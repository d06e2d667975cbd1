//! Ragmate configuration system.

use serde::{Deserialize, Serialize};
use std::path::{Path, PathBuf};

use crate::error::{RagmateError, Result};

/// Root configuration.
#[derive(Debug, Clone, Serialize, Deserialize)]
pub struct RagmateConfig {
    /// API key for the remote vector-search service. Falls back to
    /// `OPENAI_API_KEY` when empty.
    #[serde(default)]
    pub api_key: String,
    #[serde(default = "default_api_base")]
    pub api_base: String,
    /// Logical name of the knowledge-base vector store.
    #[serde(default = "default_store_name")]
    pub store_name: String,
    /// Cached store id. Resolved lazily via the registry on a miss and
    /// persisted here so the next boot skips the list call.
    #[serde(default)]
    pub cached_store_id: Option<String>,
    #[serde(default = "default_timeout_secs")]
    pub timeout_secs: u64,
    #[serde(default)]
    pub search: SearchConfig,
    #[serde(default)]
    pub retry: RetryConfig,
    #[serde(default)]
    pub gateway: GatewayConfig,
}

fn default_api_base() -> String {
    "https://api.openai.com/v1".into()
}
fn default_store_name() -> String {
    "Knowledge Base".into()
}
fn default_timeout_secs() -> u64 {
    30
}

impl Default for RagmateConfig {
    fn default() -> Self {
        Self {
            api_key: String::new(),
            api_base: default_api_base(),
            store_name: default_store_name(),
            cached_store_id: None,
            timeout_secs: default_timeout_secs(),
            search: SearchConfig::default(),
            retry: RetryConfig::default(),
            gateway: GatewayConfig::default(),
        }
    }
}

impl RagmateConfig {
    /// Load config from the default path (~/.ragmate/config.toml).
    pub fn load() -> Result<Self> {
        let path = Self::default_path();
        if path.exists() {
            Self::load_from(&path)
        } else {
            Ok(Self::default())
        }
    }

    /// Load config from a specific path.
    pub fn load_from(path: &Path) -> Result<Self> {
        let content = std::fs::read_to_string(path)
            .map_err(|e| RagmateError::Config(format!("Failed to read config: {e}")))?;
        let config: Self = toml::from_str(&content)
            .map_err(|e| RagmateError::Config(format!("Failed to parse config: {e}")))?;
        Ok(config)
    }

    /// Save config to the default path.
    pub fn save(&self) -> Result<()> {
        self.save_to(&Self::default_path())
    }

    /// Save config to a specific path.
    pub fn save_to(&self, path: &Path) -> Result<()> {
        if let Some(parent) = path.parent() {
            std::fs::create_dir_all(parent)?;
        }
        let content = toml::to_string_pretty(self)
            .map_err(|e| RagmateError::Config(format!("Failed to serialize config: {e}")))?;
        std::fs::write(path, content)?;
        Ok(())
    }

    /// Get the default config path.
    pub fn default_path() -> PathBuf {
        Self::home_dir().join("config.toml")
    }

    /// Get the Ragmate home directory.
    pub fn home_dir() -> PathBuf {
        dirs::home_dir()
            .unwrap_or_else(|| PathBuf::from("."))
            .join(".ragmate")
    }

    /// The API key to use, preferring the config value over the environment.
    pub fn resolved_api_key(&self) -> String {
        if !self.api_key.is_empty() {
            self.api_key.clone()
        } else {
            std::env::var("OPENAI_API_KEY").unwrap_or_default()
        }
    }
}

/// Retrieval defaults applied when the caller does not override them.
#[derive(Debug, Clone, Serialize, Deserialize)]
pub struct SearchConfig {
    #[serde(default = "default_max_results")]
    pub max_results: u32,
    #[serde(default = "default_score_threshold")]
    pub score_threshold: f64,
    /// Drop hits below the threshold. On by default.
    #[serde(default = "bool_true")]
    pub apply_threshold: bool,
}

fn default_max_results() -> u32 {
    5
}
fn default_score_threshold() -> f64 {
    0.7
}
fn bool_true() -> bool {
    true
}

impl Default for SearchConfig {
    fn default() -> Self {
        Self {
            max_results: default_max_results(),
            score_threshold: default_score_threshold(),
            apply_threshold: true,
        }
    }
}

/// Backoff knobs for the explicit retry layer.
#[derive(Debug, Clone, Serialize, Deserialize)]
pub struct RetryConfig {
    #[serde(default = "default_max_attempts")]
    pub max_attempts: u32,
    #[serde(default = "default_base_delay_ms")]
    pub base_delay_ms: u64,
}

fn default_max_attempts() -> u32 {
    3
}
fn default_base_delay_ms() -> u64 {
    250
}

impl Default for RetryConfig {
    fn default() -> Self {
        Self {
            max_attempts: default_max_attempts(),
            base_delay_ms: default_base_delay_ms(),
        }
    }
}

/// Host-facing HTTP surface.
#[derive(Debug, Clone, Serialize, Deserialize)]
pub struct GatewayConfig {
    #[serde(default = "default_host")]
    pub host: String,
    #[serde(default = "default_port")]
    pub port: u16,
    /// Optional bearer token required on every gateway request.
    #[serde(default)]
    pub auth_token: Option<String>,
}

fn default_host() -> String {
    "127.0.0.1".into()
}
fn default_port() -> u16 {
    8087
}

impl Default for GatewayConfig {
    fn default() -> Self {
        Self {
            host: default_host(),
            port: default_port(),
            auth_token: None,
        }
    }
}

+++

▸ **Prompt**: Copy the records. Each line should match exactly.

▸ **Answer**:
repository d06e2d667975cbd1
//! Ragmate configuration system.

use serde::{Deserialize, Serialize};
use std::path::{Path, PathBuf};

use crate::error::{RagmateError, Result};

/// Root configuration.
#[derive(Debug, Clone, Serialize, Deserialize)]
pub struct RagmateConfig {
    /// API key for the remote vector-search service. Falls back to
    /// `OPENAI_API_KEY` when empty.
    #[serde(default)]
    pub api_key: String,
    #[serde(default = "default_api_base")]
    pub api_base: String,
    /// Logical name of the knowledge-base vector store.
    #[serde(default = "default_store_name")]
    pub store_name: String,
    /// Cached store id. Resolved lazily via the registry on a miss and
    /// persisted here so the next boot skips the list call.
    #[serde(default)]
    pub cached_store_id: Option<String>,
    #[serde(default = "default_timeout_secs")]
    pub timeout_secs: u64,
    #[serde(default)]
    pub search: SearchConfig,
    #[serde(default)]
    pub retry: RetryConfig,
    #[serde(default)]
    pub gateway: GatewayConfig,
}

fn default_api_base() -> String {
    "https://api.openai.com/v1".into()
}
fn default_store_name() -> String {
    "Knowledge Base".into()
}
fn default_timeout_secs() -> u64 {
    30
}

impl Default for RagmateConfig {
    fn default() -> Self {
        Self {
            api_key: String::new(),
            api_base: default_api_base(),
            store_name: default_store_name(),
            cached_store_id: None,
            timeout_secs: default_timeout_secs(),
            search: SearchConfig::default(),
            retry: RetryConfig::default(),
            gateway: GatewayConfig::default(),
        }
    }
}

impl RagmateConfig {
    /// Load config from the default path (~/.ragmate/config.toml).
    pub fn load() -> Result<Self> {
        let path = Self::default_path();
        if path.exists() {
            Self::load_from(&path)
        } else {
            Ok(Self::default())
        }
    }

    /// Load config from a specific path.
    pub fn load_from(path: &Path) -> Result<Self> {
        let content = std::fs::read_to_string(path)
            .map_err(|e| RagmateError::Config(format!("Failed to read config: {e}")))?;
        let config: Self = toml::from_str(&content)
            .map_err(|e| RagmateError::Config(format!("Failed to parse config: {e}")))?;
        Ok(config)
    }

    /// Save config to the default path.
    pub fn save(&self) -> Result<()> {
        self.save_to(&Self::default_path())
    }

    /// Save config to a specific path.
    pub fn save_to(&self, path: &Path) -> Result<()> {
        if let Some(parent) = path.parent() {
            std::fs::create_dir_all(parent)?;
        }
        let content = toml::to_string_pretty(self)
            .map_err(|e| RagmateError::Config(format!("Failed to serialize config: {e}")))?;
        std::fs::write(path, content)?;
        Ok(())
    }

    /// Get the default config path.
    pub fn default_path() -> PathBuf {
        Self::home_dir().join("config.toml")
    }

    /// Get the Ragmate home directory.
    pub fn home_dir() -> PathBuf {
        dirs::home_dir()
            .unwrap_or_else(|| PathBuf::from("."))
            .join(".ragmate")
    }

    /// The API key to use, preferring the config value over the environment.
    pub fn resolved_api_key(&self) -> String {
        if !self.api_key.is_empty() {
            self.api_key.clone()
        } else {
            std::env::var("OPENAI_API_KEY").unwrap_or_default()
        }
    }
}

/// Retrieval defaults applied when the caller does not override them.
#[derive(Debug, Clone, Serialize, Deserialize)]
pub struct SearchConfig {
    #[serde(default = "default_max_results")]
    pub max_results: u32,
    #[serde(default = "default_score_threshold")]
    pub score_threshold: f64,
    /// Drop hits below the threshold. On by default.
    #[serde(default = "bool_true")]
    pub apply_threshold: bool,
}

fn default_max_results() -> u32 {
    5
}
fn default_score_threshold() -> f64 {
    0.7
}
fn bool_true() -> bool {
    true
}

impl Default for SearchConfig {
    fn default() -> Self {
        Self {
            max_results: default_max_results(),
            score_threshold: default_score_threshold(),
            apply_threshold: true,
        }
    }
}

/// Backoff knobs for the explicit retry layer.
#[derive(Debug, Clone, Serialize, Deserialize)]
pub struct RetryConfig {
    #[serde(default = "default_max_attempts")]
    pub max_attempts: u32,
    #[serde(default = "default_base_delay_ms")]
    pub base_delay_ms: u64,
}

fn default_max_attempts() -> u32 {
    3
}
fn default_base_delay_ms() -> u64 {
    250
}

impl Default for RetryConfig {
    fn default() -> Self {
        Self {
            max_attempts: default_max_attempts(),
            base_delay_ms: default_base_delay_ms(),
        }
    }
}

/// Host-facing HTTP surface.
#[derive(Debug, Clone, Serialize, Deserialize)]
pub struct GatewayConfig {
    #[serde(default = "default_host")]
    pub host: String,
    #[serde(default = "default_port")]
    pub port: u16,
    /// Optional bearer token required on every gateway request.
    #[serde(default)]
    pub auth_token: Option<String>,
}

fn default_host() -> String {
    "127.0.0.1".into()
}
fn default_port() -> u16 {
    8087
}

impl Default for GatewayConfig {
    fn default() -> Self {
        Self {
            host: default_host(),
            port: default_port(),
            auth_token: None,
        }
    }
}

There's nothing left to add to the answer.